Abstract:
A lift-off shoe system uses non-locking sash support shoes (30) movable vertically and spring biased upwardly in a tilt window. Sash pins (25) have heads (26) that interlock with open top slots (31) in sash shoes (30) so that the sash pins are removable from the shoes only by lifting the pins vertically from above the uppermost position of the shoes. This simplifies the shoes, eliminates damage caused by shoe-locking mechanisms, and makes sash removal and replacement simple and convenient.

Description:
BACKGROUND 
     Support shoes for tilt windows have caused many problems. Understanding what these problems are and what causes them underlies the reasons for a shoe system that I have devised to solve the problems. The way the problems are seen, though, necessarily affects the way the solutions are devised, so that my view of the problems becomes part of my invention--by setting the goals to be met. 
     With that understood, I have recognized that previous tilt window shoe systems suffer the following problems: 
     Most shoe systems require lateral withdrawal of the sash pins from the shoes, and lateral replacement of the sash pins into recesses in the shoes.
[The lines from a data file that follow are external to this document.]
//! Error management module

use std::fmt;

/// Stable error codes reported by the parser.
///
/// Once a parse fails, the parser keeps returning the same code from
/// [`Parser::error_code`](crate::Parser::error_code) until it is reset.
#[derive(Debug, Clone, Copy, PartialEq, Eq)]
pub enum XmlError {
    /// No error. Never carried by an `Err`, only observable through
    /// [`Parser::error_code`](crate::Parser::error_code) before any failure.
    None,
    /// An internal allocation limit was hit.
    NoMemory,
    /// The document violates the XML grammar.
    Syntax,
    /// The input ended before any element was found.
    NoElements,
    /// The bytes at the reported position do not form a legal token.
    InvalidToken,
    /// The input ended inside a token.
    UnclosedToken,
    /// The input ended inside a multi-byte character.
    PartialChar,
    /// An end tag does not match the innermost open start tag.
    TagMismatch,
    /// The same attribute appears twice in one start tag.
    DuplicateAttribute,
    /// Non-whitespace content follows the document element.
    JunkAfterDocElement,
    /// Illegal parameter entity reference.
    ParamEntityRef,
    /// Reference to an entity that was never declared.
    UndefinedEntity,
    /// An entity expansion refers back to an entity already being expanded.
    RecursiveEntityRef,
    /// An entity expansion is not properly nested within the content
    /// that referenced it.
    AsyncEntity,
    /// A character reference names a character outside the legal XML range.
    BadCharRef,
    /// Reference to an unparsed (binary) entity in content.
    BinaryEntityRef,
    /// Reference to an external entity inside an attribute value.
    AttributeExternalEntityRef,
    /// An XML declaration appeared anywhere other than the very start
    /// of the entity.
    MisplacedXmlPi,
    /// The declared encoding is not supported and no unknown-encoding
    /// hook accepted it.
    UnknownEncoding,
    /// The document bytes contradict the encoding it declared.
    IncorrectEncoding,
    /// The input ended inside a CDATA section.
    UnclosedCdataSection,
    /// The external-entity handler reported a failure.
    ExternalEntityHandling,
    /// The document is not standalone and the handler vetoed it.
    NotStandalone,
    /// The parser reached a state that should be unreachable.
    UnexpectedState,
    /// An entity was declared inside a parameter entity.
    EntityDeclaredInPe,
    /// The requested feature needs DTD support.
    FeatureRequiresXmlDtd,
    /// A feature was changed mid-parse.
    CantChangeFeatureOnceParsing,
    /// A name uses a namespace prefix with no in-scope binding.
    UnboundPrefix,
    /// A prefixed namespace declaration with an empty URI.
    UndeclaringPrefix,
    /// A parameter entity did not contain complete declarations.
    IncompletePe,
    /// Malformed XML declaration.
    XmlDecl,
    /// Malformed text declaration.
    TextDecl,
    /// A public identifier contains illegal characters.
    Publicid,
    /// The operation is not allowed while the parser is suspended.
    Suspended,
    /// `resume` was called on a parser that is not suspended.
    NotSuspended,
    /// Parsing was aborted by a handler.
    Aborted,
    /// The parse already finished.
    Finished,
    /// Suspension was requested while expanding a parameter entity.
    SuspendPe,
    /// Attempt to rebind the reserved `xml` prefix.
    ReservedPrefixXml,
    /// Attempt to declare the reserved `xmlns` prefix.
    ReservedPrefixXmlns,
    /// Attempt to bind an ordinary prefix to a reserved namespace URI.
    ReservedNamespaceUri,
    /// An argument to an API call was out of range.
    InvalidArgument,
    /// `parse_buffer` was called without a preceding `get_buffer`.
    NoBuffer,
    /// Entity expansion exceeded the configured amplification limit.
    AmplificationLimitBreach,
    /// `stop` was called before parsing started.
    NotStarted,
}

impl XmlError {
    /// A short description of the error code, in the vein of
    /// `strerror`. The text is stable and suitable for user display.
    pub fn message(self) -> &'static str {
        match self {
            XmlError::None => "no error",
            XmlError::NoMemory => "out of memory",
            XmlError::Syntax => "syntax error",
            XmlError::NoElements => "no element found",
            XmlError::InvalidToken => "not well-formed (invalid token)",
            XmlError::UnclosedToken => "unclosed token",
            XmlError::PartialChar => "partial character",
            XmlError::TagMismatch => "mismatched tag",
            XmlError::DuplicateAttribute => "duplicate attribute",
            XmlError::JunkAfterDocElement => "junk after document element",
            XmlError::ParamEntityRef => "illegal parameter entity reference",
            XmlError::UndefinedEntity => "undefined entity",
            XmlError::RecursiveEntityRef => "recursive entity reference",
            XmlError::AsyncEntity => "asynchronous entity",
            XmlError::BadCharRef => "reference to invalid character number",
            XmlError::BinaryEntityRef => "reference to binary entity",
            XmlError::AttributeExternalEntityRef => {
                "reference to external entity in attribute"
            }
            XmlError::MisplacedXmlPi => {
                "XML or text declaration not at start of entity"
            }
            XmlError::UnknownEncoding => "unknown encoding",
            XmlError::IncorrectEncoding => {
                "encoding specified in XML declaration is incorrect"
            }
            XmlError::UnclosedCdataSection => "unclosed CDATA section",
            XmlError::ExternalEntityHandling => {
                "error in processing external entity reference"
            }
            XmlError::NotStandalone => "document is not standalone",
            XmlError::UnexpectedState => {
                "unexpected parser state - please send a bug report"
            }
            XmlError::EntityDeclaredInPe => {
                "entity declared in parameter entity"
            }
            XmlError::FeatureRequiresXmlDtd => {
                "requested feature requires XML_DTD support in parser"
            }
            XmlError::CantChangeFeatureOnceParsing => {
                "cannot change setting once parsing has begun"
            }
            XmlError::UnboundPrefix => "unbound prefix",
            XmlError::UndeclaringPrefix => "must not undeclare prefix",
            XmlError::IncompletePe => "incomplete markup in parameter entity",
            XmlError::XmlDecl => "XML declaration not well-formed",
            XmlError::TextDecl => "text declaration not well-formed",
            XmlError::Publicid => "illegal character(s) in public id",
            XmlError::Suspended => "parser suspended",
            XmlError::NotSuspended => "parser not suspended",
            XmlError::Aborted => "parsing aborted",
            XmlError::Finished => "parsing finished",
            XmlError::SuspendPe => {
                "cannot suspend in external parameter entity"
            }
            XmlError::ReservedPrefixXml => {
                "reserved prefix (xml) must not be undeclared or bound to another namespace name"
            }
            XmlError::ReservedPrefixXmlns => {
                "reserved prefix (xmlns) must not be declared or undeclared"
            }
            XmlError::ReservedNamespaceUri => {
                "prefix must not be bound to one of the reserved namespace names"
            }
            XmlError::InvalidArgument => "invalid argument",
            XmlError::NoBuffer => {
                "a successful prior call to function get_buffer is required"
            }
            XmlError::AmplificationLimitBreach => {
                "limit on input amplification factor (from DTD and entities) breached"
            }
            XmlError::NotStarted => "parser not started",
        }
    }
}

impl fmt::Display for XmlError {
    fn fmt(&self, f: &mut fmt::Formatter) -> fmt::Result {
        f.write_str(self.message())
    }
}

/// A parse failure: the error code plus the position at which parsing
/// stopped.
///
/// The same information stays queryable on the parser itself through
/// [`Parser::error_code`](crate::Parser::error_code) and the
/// `current_*` position accessors.
#[derive(Debug, Clone, PartialEq)]
pub struct Error {
    code: XmlError,
    byte_index: u64,
    line: u64,
    column: u64,
}

impl Error {
    pub(crate) fn new(code: XmlError, byte_index: u64, line: u64, column: u64) -> Self {
        Self {
            code,
            byte_index,
            line,
            column,
        }
    }

    /// The error code.
    pub fn code(&self) -> XmlError {
        self.code
    }

    /// Byte offset from the start of the outermost input at which the
    /// error was detected.
    pub fn byte_index(&self) -> u64 {
        self.byte_index
    }

    /// 1-based line of the offending position.
    pub fn line(&self) -> u64 {
        self.line
    }

    /// 0-based column of the offending position.
    pub fn column(&self) -> u64 {
        self.column
    }
}

impl fmt::Display for Error {
    fn fmt(&self, f: &mut fmt::Formatter) -> fmt::Result {
        write!(
            f,
            "{} at line {}, column {}",
            self.code.message(),
            self.line,
            self.column
        )
    }
}

impl std::error::Error for Error {}

/// A specialized `Result` type where the error is [`Error`].
pub type Result<T> = std::result::Result<T, Error>;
Replacing the pins into the recesses is difficult, because it is hard to hold the sash in position and also see to guide the pins into the shoe recesses. 
     For relatively inexpensive shoe systems that do not lock when the sash is tilted and removed, sash pin withdrawal from the shoes sometimes damages the window hardware. This occurs because the sash must be slanted to withdraw its pins laterally from the shoes, and this necessarily pulls one shoe down below the other to where it can snap upward under spring tension when the lower pin is withdrawn. As the upward snap occurs, an extension counterbalance spring can contract coil-to-coil and transmit the snapping force to the top of the spring, where it can damage or dislodge the spring anchor. The snapping force can also damage the shoe. 
     The shoes that lock against upward movement must allow one shoe to move downward relative to the other so that the sash can be slanted for withdrawal. Lowering one side of the sash is less natural than lifting one side of the sash to achieve the slant necessary for withdrawal. 
     Shoes that lock sometimes fail from the abuse they suffer. People try to force them upward from a locked position, as appears to be necessary for slanting the sash; and this can break the locking mechanisms or damage the jamb liner. 
     Shoe systems must survive construction site environments, where the jamb liners are filled with dry wall dust, and the windows are treated more roughly than in home owner usage. Dry wall dust is abrasive and generally increases the friction of moving the shoes vertically within the jamb liners. The shoes must have enough friction to prevent hop and drop, but not so much that they stick fast when subjected to dry wall dust. 
     Shoes locked with their springs extended place considerable stress on the resin jamb liners. In warm weather, this stress, which can be applied for days at a time at construction sites, can deform jamb liners. 
     Shoe systems, although essential to tilt windows, are under competitive price pressure so that they must be made at a low cost to avoid customer price resistance. Thus, any solution to the many shoe problems must be one that can be made at a low and competitive cost. 
     When a sash is tilted inward from the plane of the jamb liner, the counterbalance springs pulling upward on the support shoes are relieved of the weight of the upper part of the sash, and they tend to yank the bottom of the window upward. Some shoe systems prevent this by locking the shoes when the sash is tilted, but those that do not lock give the feeling of the sash being jerked upward out of control. 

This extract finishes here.